YOUR INSTRUCTIONS » If a line of the data contains the word "format", it is counted; report how many such lines there are and nothing else.
Segment Start: TASK MATERIAL
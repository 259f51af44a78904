use anyhow::Result;
use oracle_core::schema::{Severity, SourceLink, VerifiedIssue};
use serde::{Deserialize, Serialize};
use serde_json::Value;
use tracing::info;

use crate::paths::DataPaths;
use crate::store;

pub const POST_PREFIX: &str = "verified-";
pub const ALERT_PREFIX: &str = "alert-verified-";

#[derive(Debug, Clone, PartialEq, Serialize, Deserialize)]
#[serde(rename_all = "camelCase")]
pub struct Post {
    pub id: String,
    #[serde(rename = "type")]
    pub kind: String,
    pub category: String,
    pub title: String,
    pub content: String,
    pub severity: Severity,
    pub date: String,
    pub province: Option<String>,
    pub source: SourceLink,
    pub source_verified: bool,
    pub verified: bool,
    pub action: String,
    pub last_verified: String,
    pub published_at: String,
}

#[derive(Debug, Clone, PartialEq, Serialize, Deserialize)]
#[serde(rename_all = "camelCase")]
pub struct Alert {
    pub id: String,
    pub severity: Severity,
    pub category: String,
    pub title: String,
    pub message: String,
    pub province: Option<String>,
    pub date: String,
    pub source: SourceLink,
    pub action: String,
    pub active: bool,
}

pub fn post_for(issue: &VerifiedIssue, published_at: &str) -> Post {
    Post {
        id: format!("{POST_PREFIX}{}", issue.id),
        kind: "verified-issue".to_string(),
        category: issue.category.clone(),
        title: issue.title.clone(),
        content: issue.summary.clone(),
        severity: issue.severity,
        date: issue.date.clone(),
        province: issue.province.clone(),
        source: issue.source.clone(),
        source_verified: issue.source_verified,
        verified: issue.source_verified,
        action: issue.action.clone(),
        last_verified: issue.last_verified.clone(),
        published_at: published_at.to_string(),
    }
}

/// Only high and critical issues are raised as alerts.
pub fn alert_for(issue: &VerifiedIssue) -> Option<Alert> {
    if issue.severity < Severity::High {
        return None;
    }
    Some(Alert {
        id: format!("{ALERT_PREFIX}{}", issue.id),
        severity: issue.severity,
        category: issue.category.clone(),
        title: issue.title.clone(),
        message: issue.summary.clone(),
        province: issue.province.clone(),
        date: issue.date.clone(),
        source: issue.source.clone(),
        action: issue.action.clone(),
        active: true,
    })
}

#[derive(Debug, Clone, Copy, PartialEq, Eq)]
pub struct PublishSummary {
    pub posts_written: usize,
    pub posts_total: usize,
    pub alerts_written: usize,
    pub alerts_total: usize,
}

/// Rewrites the verified-issue portion of both stores. Entries that do not
/// carry our prefixes are left alone, and re-running never duplicates an id.
pub fn publish_issues(
    paths: &DataPaths,
    issues: &[VerifiedIssue],
    published_at: &str,
) -> Result<PublishSummary> {
    let posts = issues
        .iter()
        .map(|issue| serde_json::to_value(post_for(issue, published_at)))
        .collect::<Result<Vec<Value>, _>>()?;
    let alerts = issues
        .iter()
        .filter_map(alert_for)
        .map(serde_json::to_value)
        .collect::<Result<Vec<Value>, _>>()?;

    let posts_written = posts.len();
    let alerts_written = alerts.len();
    let posts_total = store::merge_store(&paths.posts, POST_PREFIX, posts)?;
    let alerts_total = store::merge_store(&paths.alerts, ALERT_PREFIX, alerts)?;

    info!(
        posts = posts_written,
        alerts = alerts_written,
        posts_total,
        alerts_total,
        "published verified issues"
    );

    Ok(PublishSummary {
        posts_written,
        posts_total,
        alerts_written,
        alerts_total,
    })
}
Segment End: TASK MATERIAL
RESPONSE BELOW » 2